B.B. King chronology
| Live (2008) | One Kind Favor (2008) |  |

= One Kind Favor =

One Kind Favor is B.B. King's forty-second and final studio album. Produced by T Bone Burnett, it was released on August 26, 2008, by Geffen Records.

The album won the Grammy Award for Best Traditional Blues Album at the 51st Grammy Awards.

==Background==
T-Bone Burnett was brought on as the producer, and King himself noted regarding his production style, "He liked the sound of the records I made in the 1950s." The recording sessions for the album featured a twin-drum setup with Jim Keltner and Jay Bellerose. In a 2009 interview, Bellerose recalled, "Jim was like the captain. Sometimes we played the same parts, and other times while Jim played more intricate patterns, I focused purely on percussive elements."

Three of the tracks on the album are covers of songs previously recorded by Lonnie Johnson.
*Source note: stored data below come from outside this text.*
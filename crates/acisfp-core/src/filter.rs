//! # Observation Filter
//!
//! Two independent passes over enriched intervals:
//!
//! 1. [`hrc_science_obs_filter`] drops HRC science observations (HRC below
//!    the ECS obsid threshold).
//! 2. [`acis_filter`] sorts what is left into the four thermal-limit buckets.
//!
//! An interval that fits no bucket is a [`ClassificationError`]. It is
//! returned to the caller, never dropped.

use crate::{Instrument, Obsid, ObsidInterval};
use serde::Serialize;
use std::fmt;
use thiserror::Error;

/// Grating that always makes an observation hot.
pub const HOT_GRATING: &str = "HETG";

/// S3-only observations below this many expected counts are hot.
pub const HOT_COUNT_LIMIT: f64 = 300.0;

// =============================================================================
// ERRORS
// =============================================================================

/// An observation that matches none of the thermal-limit buckets.
#[derive(Debug, Clone, PartialEq, Eq, Error)]
pub enum ClassificationError {
    #[error("cannot determine what kind of thermal limit obsid {obsid} ({instrument}) should have")]
    Unclassifiable { obsid: Obsid, instrument: Instrument },
}

impl ClassificationError {
    /// The offending obsid.
    #[must_use]
    pub fn obsid(&self) -> Obsid {
        match self {
            Self::Unclassifiable { obsid, .. } => *obsid,
        }
    }
}

// =============================================================================
// THERMAL CLASS
// =============================================================================

/// Thermal-limit bucket of an observation.
#[derive(Debug, Clone, Copy, PartialEq, Eq, PartialOrd, Ord, Hash, Serialize)]
#[serde(rename_all = "snake_case")]
pub enum ThermalClass {
    AcisI,
    AcisS,
    AcisHot,
    ColdEcs,
}

impl ThermalClass {
    /// Bucket name as used in reports.
    #[must_use]
    pub fn as_str(self) -> &'static str {
        match self {
            Self::AcisI => "acis_i",
            Self::AcisS => "acis_s",
            Self::AcisHot => "acis_hot",
            Self::ColdEcs => "cold_ecs",
        }
    }
}

impl fmt::Display for ThermalClass {
    fn fmt(&self, f: &mut fmt::Formatter<'_>) -> fmt::Result {
        f.write_str(self.as_str())
    }
}

/// Thermal-risk test on the catalog group.
///
/// Hot means an HETG observation, or an S3-only observation with fewer than
/// 300 expected counts. Without a catalog group nothing is hot.
#[must_use]
pub fn is_hot(interval: &ObsidInterval) -> bool {
    interval.catalog.as_ref().is_some_and(|catalog| {
        let s3_only = catalog.s3 == "Y" && catalog.ccd_count == 1;
        catalog.grating == HOT_GRATING || (catalog.num_counts < HOT_COUNT_LIMIT && s3_only)
    })
}

/// Bucket a single interval.
///
/// Rules are tried in order: hot, ACIS-S, ACIS-I, HRC-S ECS.
pub fn thermal_class(interval: &ObsidInterval) -> Result<ThermalClass, ClassificationError> {
    if is_hot(interval) {
        return Ok(ThermalClass::AcisHot);
    }
    match interval.instrument {
        Instrument::AcisS => Ok(ThermalClass::AcisS),
        Instrument::AcisI => Ok(ThermalClass::AcisI),
        Instrument::HrcS if interval.obsid.is_ecs() => Ok(ThermalClass::ColdEcs),
        instrument => Err(ClassificationError::Unclassifiable {
            obsid: interval.obsid,
            instrument,
        }),
    }
}

// =============================================================================
// BUCKETS
// =============================================================================

/// The four thermal-limit buckets, each in input order.
#[derive(Debug, Clone, Default, PartialEq, Serialize)]
pub struct ThermalBuckets {
    pub acis_i: Vec<ObsidInterval>,
    pub acis_s: Vec<ObsidInterval>,
    pub acis_hot: Vec<ObsidInterval>,
    pub cold_ecs: Vec<ObsidInterval>,
}

impl ThermalBuckets {
    /// Create empty buckets.
    #[must_use]
    pub fn new() -> Self {
        Self::default()
    }

    /// The bucket for `class`.
    #[must_use]
    pub fn bucket(&self, class: ThermalClass) -> &[ObsidInterval] {
        match class {
            ThermalClass::AcisI => &self.acis_i,
            ThermalClass::AcisS => &self.acis_s,
            ThermalClass::AcisHot => &self.acis_hot,
            ThermalClass::ColdEcs => &self.cold_ecs,
        }
    }

    fn push(&mut self, class: ThermalClass, interval: ObsidInterval) {
        match class {
            ThermalClass::AcisI => self.acis_i.push(interval),
            ThermalClass::AcisS => self.acis_s.push(interval),
            ThermalClass::AcisHot => self.acis_hot.push(interval),
            ThermalClass::ColdEcs => self.cold_ecs.push(interval),
        }
    }

    /// Total number of bucketed intervals.
    #[must_use]
    pub fn len(&self) -> usize {
        self.acis_i.len() + self.acis_s.len() + self.acis_hot.len() + self.cold_ecs.len()
    }

    /// Check if every bucket is empty.
    #[must_use]
    pub fn is_empty(&self) -> bool {
        self.len() == 0
    }
}

/// Buckets in `(acis_i, acis_s, acis_hot, cold_ecs)` order.
pub type BucketTuple = (
    Vec<ObsidInterval>,
    Vec<ObsidInterval>,
    Vec<ObsidInterval>,
    Vec<ObsidInterval>,
);

impl From<ThermalBuckets> for BucketTuple {
    fn from(buckets: ThermalBuckets) -> Self {
        (
            buckets.acis_i,
            buckets.acis_s,
            buckets.acis_hot,
            buckets.cold_ecs,
        )
    }
}

// =============================================================================
// PASSES
// =============================================================================

/// Keep ACIS observations and ECS observations (obsid >= 60000).
#[must_use]
pub fn hrc_science_obs_filter(intervals: Vec<ObsidInterval>) -> Vec<ObsidInterval> {
    intervals
        .into_iter()
        .filter(|interval| interval.instrument.is_acis() || interval.obsid.is_ecs())
        .collect()
}

/// Sort intervals into the thermal-limit buckets.
///
/// Stops at the first interval that fits no bucket.
pub fn acis_filter(intervals: Vec<ObsidInterval>) -> Result<ThermalBuckets, ClassificationError> {
    let mut buckets = ThermalBuckets::new();
    for interval in intervals {
        let class = thermal_class(&interval)?;
        buckets.push(class, interval);
    }
    Ok(buckets)
}

// =============================================================================
// TESTS
// =============================================================================
//! # acisfp
//!
//! Command-line entry point. Logs go to stderr, results to stdout.

use acisfp::cli;
use acisfp::config::Cli;
use clap::Parser;
use std::io::Write;
use std::process::ExitCode;
use tracing::error;
use tracing_subscriber::EnvFilter;

fn main() -> ExitCode {
    let cli = Cli::parse();

    tracing_subscriber::fmt()
        .with_env_filter(
            EnvFilter::try_from_default_env().unwrap_or_else(|_| EnvFilter::new("acisfp=info")),
        )
        .with_writer(std::io::stderr)
        .init();

    match cli::run(&cli) {
        Ok(output) => {
            let mut stdout = std::io::stdout().lock();
            if let Err(e) = stdout.write_all(output.as_bytes()) {
                error!(error = %e, "Failed to write output");
                return ExitCode::FAILURE;
            }
            ExitCode::SUCCESS
        }
        Err(e) => {
            error!(error = %e, "acisfp failed");
            ExitCode::from(e.exit_code())
        }
    }
}
//! # Configuration
//!
//! Command-line arguments, with environment-variable fallbacks for the
//! catalog connection.

use crate::ocat::{DEFAULT_ATTEMPTS, DEFAULT_OCAT_URL, OcatConfig};
use clap::{Args, Parser, Subcommand};
use std::path::PathBuf;
use std::time::Duration;

/// Extract obsid intervals from commanded states and sort them into ACIS
/// focal-plane thermal-limit buckets.
#[derive(Debug, Parser)]
#[command(name = "acisfp", version, about)]
pub struct Cli {
    #[command(subcommand)]
    pub command: Command,

    #[command(flatten)]
    pub catalog: CatalogArgs,

    /// Emit JSON instead of text.
    #[arg(long, global = true)]
    pub json: bool,
}

/// Subcommands.
#[derive(Debug, Subcommand)]
pub enum Command {
    /// Print the instrument in the focal plane for a sim position.
    FocalPlane {
        #[arg(allow_negative_numbers = true)]
        simpos: i64,
    },
    /// Extract and enrich obsid intervals from a commanded-state JSON file.
    Intervals {
        /// JSON array of commanded states.
        states: PathBuf,
    },
    /// Run the full pipeline and print the thermal-limit buckets.
    Classify {
        /// JSON array of commanded states.
        states: PathBuf,
    },
}

/// Where catalog attributes come from.
#[derive(Debug, Clone, Args)]
pub struct CatalogArgs {
    /// Ocat details endpoint.
    #[arg(long, env = "ACISFP_OCAT_URL", default_value = DEFAULT_OCAT_URL, global = true)]
    pub ocat_url: String,

    /// Fetch attempts before giving up on the catalog.
    #[arg(
        long,
        env = "ACISFP_OCAT_ATTEMPTS",
        default_value_t = DEFAULT_ATTEMPTS,
        value_parser = clap::value_parser!(u32).range(1..),
        global = true
    )]
    pub ocat_attempts: u32,

    /// Delay between catalog attempts, in milliseconds.
    #[arg(long, env = "ACISFP_OCAT_RETRY_DELAY_MS", default_value_t = 5_000, global = true)]
    pub ocat_retry_delay_ms: u64,

    /// Per-request catalog timeout, in seconds.
    #[arg(long, env = "ACISFP_OCAT_TIMEOUT_SECS", default_value_t = 30, global = true)]
    pub ocat_timeout_secs: u64,

    /// Do not contact the catalog; intervals stay unenriched.
    #[arg(long, conflicts_with = "catalog", global = true)]
    pub offline: bool,

    /// Read catalog rows from a JSON file instead of the network.
    #[arg(long, value_name = "FILE", global = true)]
    pub catalog: Option<PathBuf>,
}

/// Resolved catalog choice.
#[derive(Debug, Clone, PartialEq, Eq)]
pub enum CatalogChoice {
    Offline,
    File(PathBuf),
    Ocat(OcatConfig),
}

impl CatalogArgs {
    /// Ocat connection settings from these arguments.
    #[must_use]
    pub fn ocat_config(&self) -> OcatConfig {
        OcatConfig {
            base_url: self.ocat_url.clone(),
            attempts: self.ocat_attempts,
            retry_delay: Duration::from_millis(self.ocat_retry_delay_ms),
            timeout: Duration::from_secs(self.ocat_timeout_secs),
        }
    }

    /// Which catalog source the arguments select.
    #[must_use]
    pub fn choice(&self) -> CatalogChoice {
        if self.offline {
            CatalogChoice::Offline
        } else if let Some(path) = &self.catalog {
            CatalogChoice::File(path.clone())
        } else {
            CatalogChoice::Ocat(self.ocat_config())
        }
    }
}

// =============================================================================
// TESTS
// =============================================================================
King praised Johnson, saying, "I always wanted to be like Lonnie Johnson. I think he would have sounded great even in country or jazz."

The Japanese first edition (UICY-77459) was released on September 16, 2015, as an SHM-CD.

==Reception==

Rolling Stone called it "one of the strongest studio sets of his career, standing alongside classics such as Singin' the Blues and Lucille." Both Rolling Stone and AllMusic commented on the stripped-down sound and lack of guest appearances which was departure in style from King's recent previous albums. Both credited T Bone Burnett for the shift in sound and praised him for his production. Bud Scoppa of Paste Magazine commented "Elegiac by intent, the record is awash in poignancy, radiating from the deeply felt guitar and vocal performances of the 83-year-old King and his supporting band... and from the carefully chosen material. But just as importantly, it boasts a breathtaking immediacy."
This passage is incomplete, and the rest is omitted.